Se miraron a través del umbral, sin decir palabra.
Él fue el primero en hablar, la voz ronca por el desuso.
Pensé tragó que algo había pasado. Luego Nuria me dijo Yo estaba preocupado
En esas simples palabras, en esa mirada de hombre adulto, Luz reconoció al joven de veinticinco años que temía herirla y susurraba: «¿Eres feliz?». Él no solo había esperado; había temido. Eso significaba que todavía sentía, que ella no era una pared.
Luz cruzó el umbral. La puerta se cerró tras ella con un suave clic.
Estuve en la casa de Nuria dijo, quitándose el abrigo mojado. El gesto, cotidiano, resonó en el silencio. Solo salí.
Sin el móvil replicó él, no como reproche, sino como constatación. Siempre llevas el móvil.
Era cierto. Su móvil siempre estaba sobre la mesilla, testigo mudo de su vida predecible.
Sí asintió. No lo traje.
Víctor dio un paso adelante, se detuvo, se quitó la chaqueta y la colgó. Luego se dirigió a la cocina, a la mesa. Luz lo siguió.
En la mesa, junto a su taza intacta y al plato con el jamón perfectamente rebanado, había la tetera, dos tazas limpias y las galletas en un plato.
Se sentó. Sus piernas flaquearon.
Víctor
Me asusté intervino, sentándose frente a ella. No la miraba; su mirada vagaba por la mesa familiar. Me desperté y no estabas. Todo estaba oscuro y muy, muy silencioso, como si la casa se hubiera vaciado.
Levantó la vista. En sus ojos había la vulnerabilidad que había olvidado.
¿No dijimos nada? preguntó, buscando palabras. Yo arreglé la tubería ayer ¿Dije algo mal?
Ella exhaló: No, no hiciste nada. Eso es lo que pasa, no decimos nada. Llevamos años no sé cuántos.
Él guardó silencio, procesando.
¿De qué? inquirió finalmente, sin reproche, solo confusión genuina. Mi trabajo sigue igual, la hija llama, todo bien. ¿Qué decir?
«Sobre el miedo», pensó Luz. «Sobre el tiempo que se escapa. Sobre cómo nos hemos convertido en extraños. Sobre los sueños que nunca le cuento. Sobre el temor de quedar sola en este silencio. Sobre el arcoíris que vi en el parque pero sin ti.»
Sin embargo, dijo otra cosa.
¿Recuerdas cuando tomábamos té en esa habitación? Después de que clavaste el estante y te golpeaste el dedo?
Víctor se estremeció. En sus ojos brilló una chispa, no tanto recuerdo sino asombro de que alguien más lo recordara.
Lo recuerdo musitó. Te reías. Luego derramamos el té porque
Se trabó, y un leve rubor le tiñó las mejillas.
Porque me besaste y yo me sobresalté completó Luz, sorprendiéndose de la claridad del momento: el sabor del té barato con azúcar y la torpeza repentina.
Se miraron a través de la mesa.
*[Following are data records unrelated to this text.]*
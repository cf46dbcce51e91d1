//! `esr`: command shell over the escalation report pipeline.
//!
//! Every command prints JSON on stdout for the slide renderer (or a human with `jq`).

use std::path::{Path, PathBuf};
use std::process::ExitCode;

use clap::{Parser, Subcommand};
use serde::Serialize;
use time::macros::format_description;
use time::{Date, OffsetDateTime};
use tracing::{debug, warn};

use esr_core::config::write_default_config;
use esr_core::error::AppError;
use esr_core::registry::{list_clients, load_registry};
use esr_core::report::{build_report, resolve_client, ReportRequest};
use esr_core::validate::check_spreadsheet;

mod logging;

use logging::{init_logging_with_config, LoggingConfig};

#[derive(Parser, Debug)]
#[command(name = "esr")]
#[command(version)]
#[command(about = "Escalation report metrics from incident spreadsheet exports", long_about = None)]
struct Cli {
    /// Debug-level logs on stderr
    #[arg(short, long, global = true)]
    verbose: bool,

    /// Emit logs as JSON lines
    #[arg(long, global = true)]
    json_logs: bool,

    #[command(subcommand)]
    command: Commands,
}

#[derive(Subcommand, Debug)]
enum Commands {
    /// Compute the full report structure from one or more period exports
    Report {
        /// Spreadsheet exports, oldest first; the last one is the current period
        #[arg(required = true, value_name = "FILES")]
        files: Vec<PathBuf>,

        /// Client configuration YAML
        #[arg(short, long, value_name = "FILE", conflicts_with = "client")]
        config: Option<PathBuf>,

        /// Client registry YAML
        #[arg(long, value_name = "FILE", requires = "client")]
        registry: Option<PathBuf>,

        /// Client id in the registry
        #[arg(long, value_name = "ID", requires = "registry")]
        client: Option<String>,

        /// Display name overriding the spreadsheet organization
        #[arg(long, value_name = "NAME")]
        client_name: Option<String>,

        /// Report date (YYYY-MM-DD); defaults to today (UTC)
        #[arg(long, value_name = "DATE", value_parser = parse_report_date)]
        report_date: Option<Date>,

        /// Pretty-print the JSON output
        #[arg(long)]
        pretty: bool,
    },

    /// Check a spreadsheet's columns and rows without computing metrics
    Check {
        #[arg(value_name = "FILE")]
        file: PathBuf,
    },

    /// List client ids in a registry
    Clients {
        #[arg(long, value_name = "FILE")]
        registry: PathBuf,

        #[arg(long)]
        tier: Option<String>,

        #[arg(long)]
        data_format: Option<String>,
    },

    /// Write the default client configuration document
    InitConfig {
        #[arg(value_name = "PATH")]
        path: PathBuf,
    },
}

fn parse_report_date(s: &str) -> Result<Date, String> {
    Date::parse(s.trim(), format_description!("[year]-[month]-[day]"))
        .map_err(|e| format!("expected YYYY-MM-DD: {e}"))
}

fn print_json<T: Serialize>(value: &T, pretty: bool) -> Result<(), AppError> {
    let text = if pretty {
        serde_json::to_string_pretty(value)
    } else {
        serde_json::to_string(value)
    }
    .map_err(|e| {
        AppError::new("OUTPUT_SERIALIZE_FAILED", "Failed to serialize output")
            .with_details(e.to_string())
    })?;
    println!("{text}");
    Ok(())
}

#[derive(Debug, Serialize)]
struct InitConfigResponse {
    path: String,
}

fn report_request(
    files: Vec<PathBuf>,
    config: Option<PathBuf>,
    registry: Option<&Path>,
    client: Option<&str>,
    client_name: Option<String>,
    report_date: Date,
) -> Result<ReportRequest, AppError> {
    let mut req = ReportRequest::new(files, report_date);
    req.config_path = config;
    req.client_name_override = client_name;
    if let (Some(registry), Some(id)) = (registry, client) {
        let (entry, config_path) = resolve_client(registry, id)?;
        req.config_path = config_path;
        req.client = Some(entry);
    }
    Ok(req)
}

fn run(command: Commands) -> Result<(), AppError> {
    match command {
        Commands::Report {
            files,
            config,
            registry,
            client,
            client_name,
            report_date,
            pretty,
        } => {
            let date = report_date.unwrap_or_else(|| OffsetDateTime::now_utc().date());
            let req = report_request(
                files,
                config,
                registry.as_deref(),
                client.as_deref(),
                client_name,
                date,
            )?;
            debug!(files = req.spreadsheets.len(), report_date = %date, "building report");
            let report = build_report(&req)?;
            for w in &report.warnings {
                warn!(code = %w.code, "{}", w.message);
            }
            print_json(&report, pretty)
        }
        Commands::Check { file } => {
            let check = check_spreadsheet(&file);
            print_json(&check, true)?;
            match check.error {
                Some(err) => Err(err),
                None => Ok(()),
            }
        }
        Commands::Clients {
            registry,
            tier,
            data_format,
        } => {
            let reg = load_registry(&registry)?;
            let ids = list_clients(&reg, tier.as_deref(), data_format.as_deref());
            print_json(&ids, false)
        }
        Commands::InitConfig { path } => {
            write_default_config(&path)?;
            print_json(
                &InitConfigResponse {
                    path: path.display().to_string(),
                },
                false,
            )
        }
    }
}

fn main() -> ExitCode {
    let cli = Cli::parse();
    init_logging_with_config(LoggingConfig::from_flags(cli.verbose, cli.json_logs));

    match run(cli.command) {
        Ok(()) => ExitCode::SUCCESS,
        Err(err) => {
            let text = serde_json::to_string(&err).unwrap_or_else(|_| err.to_string());
            eprintln!("{text}");
            ExitCode::FAILURE
        }
    }
}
En ese instante no había jamón, ni facturas, ni treinta y dos años de silencio. Había dos jóvenes en una habitación bañada por el sol del atardecer, perfumada con pintura y felicidad.
Víctor tocó la tetera con la mano; estaba fría.
Fría concluyó.
Se levantó, tomó la tetera y la dejó sobre la mesa.
No necesitamos té dijo Luz. Simplemente quedémonos.
Él la colocó de nuevo y se sentó. Permanecieron en silencio, pero ahora era un silencio lleno, una pausa que permitía escuchar algo nuevo.
Mañana podríamos ir al cine propuso Víctor, mirando la pared como si buscara un cartel. Como antes. No sé qué proyectan, pero podemos buscar.
Era una frase torpe, ingenua, como si intentara hablar en un idioma olvidado.
Luz observó sus manos, endurecidas por el trabajo, temblorosas al marcar el número de Nuría. «Solo puedes salir de tu pasillo gritando, o gritar por dentro.»
Y gritó.
¡Vamos al cine! exclamó, y él la escuchó.
¿Qué se proyecta? preguntó, y ella respondió: Lo descubriremos allí.
Ella tomó su mano sobre la mesa, cubriéndola con la suya. Él apretó, sorprendido, y sus dedos se entrelazaron firmemente.
Se permanecieron así, con las manos entrelazadas, junto al plato de jamón que ya no importaba. Afuera, el cielo negro de terciopelo se iluminó con estrellas tenues, pero reales. LaAsí, descubrieron que la vida se mide no por los años acumulados, sino por los momentos en los que se atreve a abrir una puerta.